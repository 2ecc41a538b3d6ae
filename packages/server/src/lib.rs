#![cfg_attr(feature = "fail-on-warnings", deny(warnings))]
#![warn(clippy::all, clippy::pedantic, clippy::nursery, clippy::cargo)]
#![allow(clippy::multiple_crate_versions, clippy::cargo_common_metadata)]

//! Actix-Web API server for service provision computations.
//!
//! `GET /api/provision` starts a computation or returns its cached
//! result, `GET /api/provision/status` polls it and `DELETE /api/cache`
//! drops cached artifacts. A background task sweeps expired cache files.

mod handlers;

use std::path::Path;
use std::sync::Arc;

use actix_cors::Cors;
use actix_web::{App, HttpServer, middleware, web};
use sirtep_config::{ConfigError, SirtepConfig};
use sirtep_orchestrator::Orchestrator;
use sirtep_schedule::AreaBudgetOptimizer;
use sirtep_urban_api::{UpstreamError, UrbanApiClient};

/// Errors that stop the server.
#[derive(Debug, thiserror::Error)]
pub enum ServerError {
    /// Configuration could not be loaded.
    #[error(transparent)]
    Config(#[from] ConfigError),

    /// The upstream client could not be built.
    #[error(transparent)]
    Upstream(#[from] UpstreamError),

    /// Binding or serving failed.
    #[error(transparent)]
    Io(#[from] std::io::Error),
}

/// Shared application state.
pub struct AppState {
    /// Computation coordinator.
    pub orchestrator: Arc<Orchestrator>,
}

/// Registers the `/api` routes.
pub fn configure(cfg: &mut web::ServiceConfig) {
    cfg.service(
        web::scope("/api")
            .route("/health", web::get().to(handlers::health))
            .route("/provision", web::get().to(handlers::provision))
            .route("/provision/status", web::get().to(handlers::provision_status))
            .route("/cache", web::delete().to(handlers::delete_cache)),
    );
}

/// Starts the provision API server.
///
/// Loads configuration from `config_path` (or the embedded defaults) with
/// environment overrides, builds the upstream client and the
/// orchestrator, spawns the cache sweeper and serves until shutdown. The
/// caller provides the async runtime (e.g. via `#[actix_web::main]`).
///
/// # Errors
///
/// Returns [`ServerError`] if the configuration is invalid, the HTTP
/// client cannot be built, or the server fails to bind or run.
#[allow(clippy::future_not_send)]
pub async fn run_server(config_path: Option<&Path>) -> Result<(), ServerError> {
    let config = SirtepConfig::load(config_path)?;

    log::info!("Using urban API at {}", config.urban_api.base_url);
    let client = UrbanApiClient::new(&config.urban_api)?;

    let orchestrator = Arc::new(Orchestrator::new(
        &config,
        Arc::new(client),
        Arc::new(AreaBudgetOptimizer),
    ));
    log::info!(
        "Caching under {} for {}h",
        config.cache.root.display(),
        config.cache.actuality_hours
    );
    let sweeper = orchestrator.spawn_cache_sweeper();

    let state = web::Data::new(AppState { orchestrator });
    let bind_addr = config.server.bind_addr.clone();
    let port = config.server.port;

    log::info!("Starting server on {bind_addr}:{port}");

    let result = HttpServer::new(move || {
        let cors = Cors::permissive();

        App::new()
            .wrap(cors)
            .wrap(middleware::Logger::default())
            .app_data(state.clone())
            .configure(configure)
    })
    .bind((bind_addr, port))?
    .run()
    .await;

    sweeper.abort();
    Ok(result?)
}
§
• [TASK DETAILS]
Everything in the listing should be given again word for word.

• [OUTPUT]
repository 2ecc41a538b3d6ae
filename packages/server/src/lib.rs
#![cfg_attr(feature = "fail-on-warnings", deny(warnings))]
#![warn(clippy::all, clippy::pedantic, clippy::nursery, clippy::cargo)]
#![allow(clippy::multiple_crate_versions, clippy::cargo_common_metadata)]

//! Actix-Web API server for service provision computations.
//!
//! `GET /api/provision` starts a computation or returns its cached
//! result, `GET /api/provision/status` polls it and `DELETE /api/cache`
//! drops cached artifacts. A background task sweeps expired cache files.

mod handlers;

use std::path::Path;
use std::sync::Arc;

use actix_cors::Cors;
use actix_web::{App, HttpServer, middleware, web};
use sirtep_config::{ConfigError, SirtepConfig};
use sirtep_orchestrator::Orchestrator;
use sirtep_schedule::AreaBudgetOptimizer;
use sirtep_urban_api::{UpstreamError, UrbanApiClient};

/// Errors that stop the server.
#[derive(Debug, thiserror::Error)]
pub enum ServerError {
    /// Configuration could not be loaded.
    #[error(transparent)]
    Config(#[from] ConfigError),

    /// The upstream client could not be built.
    #[error(transparent)]
    Upstream(#[from] UpstreamError),

    /// Binding or serving failed.
    #[error(transparent)]
    Io(#[from] std::io::Error),
}

/// Shared application state.
pub struct AppState {
    /// Computation coordinator.
    pub orchestrator: Arc<Orchestrator>,
}

/// Registers the `/api` routes.
pub fn configure(cfg: &mut web::ServiceConfig) {
    cfg.service(
        web::scope("/api")
            .route("/health", web::get().to(handlers::health))
            .route("/provision", web::get().to(handlers::provision))
            .route("/provision/status", web::get().to(handlers::provision_status))
            .route("/cache", web::delete().to(handlers::delete_cache)),
    );
}

/// Starts the provision API server.
///
/// Loads configuration from `config_path` (or the embedded defaults) with
/// environment overrides, builds the upstream client and the
/// orchestrator, spawns the cache sweeper and serves until shutdown. The
/// caller provides the async runtime (e.g. via `#[actix_web::main]`).
///
/// # Errors
///
/// Returns [`ServerError`] if the configuration is invalid, the HTTP
/// client cannot be built, or the server fails to bind or run.
#[allow(clippy::future_not_send)]
pub async fn run_server(config_path: Option<&Path>) -> Result<(), ServerError> {
    let config = SirtepConfig::load(config_path)?;

    log::info!("Using urban API at {}", config.urban_api.base_url);
    let client = UrbanApiClient::new(&config.urban_api)?;

    let orchestrator = Arc::new(Orchestrator::new(
        &config,
        Arc::new(client),
        Arc::new(AreaBudgetOptimizer),
    ));
    log::info!(
        "Caching under {} for {}h",
        config.cache.root.display(),
        config.cache.actuality_hours
    );
    let sweeper = orchestrator.spawn_cache_sweeper();

    let state = web::Data::new(AppState { orchestrator });
    let bind_addr = config.server.bind_addr.clone();
    let port = config.server.port;

    log::info!("Starting server on {bind_addr}:{port}");

    let result = HttpServer::new(move || {
        let cors = Cors::permissive();

        App::new()
            .wrap(cors)
            .wrap(middleware::Logger::default())
            .app_data(state.clone())
            .configure(configure)
    })
    .bind((bind_addr, port))?
    .run()
    .await;

    sweeper.abort();
    Ok(result?)
}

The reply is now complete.